Julie Burchill is Away

Saw this, at the Soho Theatre last night. The writer, Tim Fountain, describes it as "the complete, warts and all story of Burchill's rise from a Bristol council estate in the 1960s, via rock journalism and 1980s Soho to her current seaside retreat."

I'm not sure I'd say that. It's funny - but then all the lines are Julie's, and she's dead funny - but I'm pretty convinced Tim went down to Brighton, had a few lunches with Julie and wrote them up. There's great observations though:

"I love hearing seagulls, they sound like all their PMT came at once. I think the reason they sound so sad is that each sagull contains the spirit of a Londoner who always meant to move ot Brighton but died before they managed it and now they're condemned to fly endlessly in search of their final nesting place"
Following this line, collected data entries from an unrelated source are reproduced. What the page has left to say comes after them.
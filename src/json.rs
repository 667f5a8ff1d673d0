//! JSON decoding and encoding.
//!
//! Decoding is strict: the whole input must be one JSON document, trailing
//! non-whitespace is an error. Every numeric literal becomes
//! [`Number::Float`].
//!
//! Encoding writes mapping keys in sorted order so output is reproducible.
//! Floats without a fractional part are written as integers (`1`, not
//! `1.0`), non-finite floats as `null` and timestamps as RFC 3339 strings.
//! Keys must already be strings; these functions do not normalize.
//!
//! ```rust
//! use serde_datafmt::json;
//!
//! let value = json::decode(r#"{"b": [1, 2.5], "a": null}"#).unwrap();
//! assert_eq!(json::to_string(&value).unwrap(), r#"{"a":null,"b":[1,2.5]}"#);
//! ```

use crate::de::{expect_mapping, expect_sequence, ScalarRules, ValueSeed};
use crate::value::format_timestamp;
use crate::{Error, Format, JsonOptions, Key, Number, Position, Result, Value};
use serde::de::DeserializeSeed;
use serde::ser::{self, Serialize, SerializeMap, SerializeSeq, Serializer};

// Largest magnitude below which every integral f64 is exactly an integer.
const MAX_EXACT_INTEGER: f64 = 9_007_199_254_740_992.0;

/// Decodes any JSON document.
///
/// # Errors
///
/// Returns [`Error::Parse`] with the line, column and byte offset reported by
/// the parser.
pub fn decode_value(text: &str) -> Result<Value> {
    let mut de = serde_json::Deserializer::from_str(text);
    let value = ValueSeed::new(ScalarRules::JSON)
        .deserialize(&mut de)
        .map_err(|e| parse_error(text, &e))?;
    de.end().map_err(|e| parse_error(text, &e))?;
    Ok(value)
}

/// Decodes a JSON document whose root is an object.
///
/// # Errors
///
/// Returns [`Error::Parse`] for malformed input or a non-object root.
pub fn decode(text: &str) -> Result<Value> {
    expect_mapping(Format::Json, decode_value(text)?)
}

/// Decodes a JSON document whose root is an array.
///
/// # Errors
///
/// Returns [`Error::Parse`] for malformed input or a non-array root.
pub fn decode_array(text: &str) -> Result<Value> {
    expect_sequence(Format::Json, decode_value(text)?)
}

fn parse_error(text: &str, err: &serde_json::Error) -> Error {
    if err.line() == 0 {
        Error::parse(Format::Json, err)
    } else {
        let position = Position::from_line_column(text, err.line(), err.column());
        Error::parse_at(Format::Json, position, err)
    }
}

/// Encodes `value` as compact JSON with sorted keys.
///
/// # Errors
///
/// Returns [`Error::Encode`] if any mapping has a non-string key.
pub fn to_string(value: &Value) -> Result<String> {
    to_string_with_options(value, &JsonOptions::compact())
}

/// Encodes `value` as indented JSON, repeating `indent` once per nesting
/// level. There is no trailing newline.
///
/// # Errors
///
/// Returns [`Error::Encode`] if any mapping has a non-string key.
///
/// # Examples
///
/// ```rust
/// use serde_datafmt::{json, value};
///
/// let v = value!({"outer": {"inner": true}});
/// assert_eq!(
///     json::to_string_pretty(&v, "\t").unwrap(),
///     "{\n\t\"outer\": {\n\t\t\"inner\": true\n\t}\n}"
/// );
/// ```
pub fn to_string_pretty(value: &Value, indent: &str) -> Result<String> {
    to_string_with_options(value, &JsonOptions::pretty(indent))
}

/// Encodes `value` according to `options`.
///
/// # Errors
///
/// Returns [`Error::Encode`] if any mapping has a non-string key.
pub fn to_string_with_options(value: &Value, options: &JsonOptions) -> Result<String> {
    if let Some(key) = first_non_string_key(value) {
        return Err(Error::encode(
            Format::Json,
            format!("mapping key {} is a {}, not a string", key, key.kind()),
        ));
    }

    let encoded = match &options.indent {
        None => serde_json::to_string(&JsonValue(value)),
        Some(indent) => {
            let mut out = Vec::with_capacity(128);
            let formatter = serde_json::ser::PrettyFormatter::with_indent(indent.as_bytes());
            let mut serializer = serde_json::Serializer::with_formatter(&mut out, formatter);
            JsonValue(value)
                .serialize(&mut serializer)
                .map(|()| String::from_utf8_lossy(&out).into_owned())
        }
    };
    encoded.map_err(|e| Error::encode(Format::Json, e))
}

fn first_non_string_key(value: &Value) -> Option<&Key> {
    match value {
        Value::Mapping(map) => map
            .iter()
            .find_map(|(k, v)| if k.is_string() { first_non_string_key(v) } else { Some(k) }),
        Value::Sequence(seq) => seq.iter().find_map(first_non_string_key),
        _ => None,
    }
}

/// Serializes a [`Value`] the way the JSON encoder wants it: sorted keys,
/// integral floats as integers and timestamps as strings.
struct JsonValue<'a>(&'a Value);

impl Serialize for JsonValue<'_> {
    fn serialize<S>(&self, serializer: S) -> std::result::Result<S::Ok, S::Error>
    where
        S: Serializer,
    {
        match self.0 {
            Value::Null => serializer.serialize_unit(),
            Value::Bool(b) => serializer.serialize_bool(*b),
            Value::Number(Number::Integer(i)) => serializer.serialize_i64(*i),
            Value::Number(Number::Float(f)) => {
                if f.fract() == 0.0 && f.abs() < MAX_EXACT_INTEGER {
                    serializer.serialize_i64(*f as i64)
                } else {
                    // serde_json writes NaN and the infinities as null
                    serializer.serialize_f64(*f)
                }
            }
            Value::String(s) => serializer.serialize_str(s),
            Value::Timestamp(ts) => serializer.serialize_str(&format_timestamp(ts)),
            Value::Sequence(seq) => {
                let mut out = serializer.serialize_seq(Some(seq.len()))?;
                for element in seq {
                    out.serialize_element(&JsonValue(element))?;
                }
                out.end()
            }
            Value::Mapping(map) => {
                let mut out = serializer.serialize_map(Some(map.len()))?;
                for (key, value) in map.sorted_entries() {
                    let name = key.as_str().ok_or_else(|| {
                        <S::Error as ser::Error>::custom(format!("non-string mapping key {}", key))
                    })?;
                    out.serialize_entry(name, &JsonValue(value))?;
                }
                out.end()
            }
        }
    }
}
"There's just two school of male writing, the pansies and the pugilists. You're either a Parisian faggot who writes between asthma attacks, or you're Hemmingway and you fit it in betewen bullfights."

Ultimately the play is just a stringing-together of Julie's best one-liners, delivered with a post-modern plotless simplicity that makes me think I'm a playright, too. Jackie Clune represents her well - and thank God she doesn't do the squeaky voice the whole time - and she manages to capture Julie's impish flirtatiousness rather well. I always thought of Julie as a fifteen year old struggling to get out the matronly body she'd found herself in. And for cleavage lovers, I'm not entirely convinced that Jackie was wearing a bra.

The audience watching, on the other hand, was mesmeric. I was sitting next to Marie Helvin, and I couldn't help noticing that my thighs are least twice the size of hers. She really didn't look well; I think you can have too much plastic surgery. Her face is permanently surprised. Her theatre companion also had a Nazi handbag and I have brusies this morning beacause she kept hitting me in the shins. Maybe you're not supposed to look at Marie directly?

Matt Lucas was in the bar downstairs and it was all very jolly-media-crowd. Though I have to say that this is the second thing I've seen at the Soho Theatre, and it just feels like a very upmarket college environment. It's not quite a real theatre, and it wasn't quite a real play.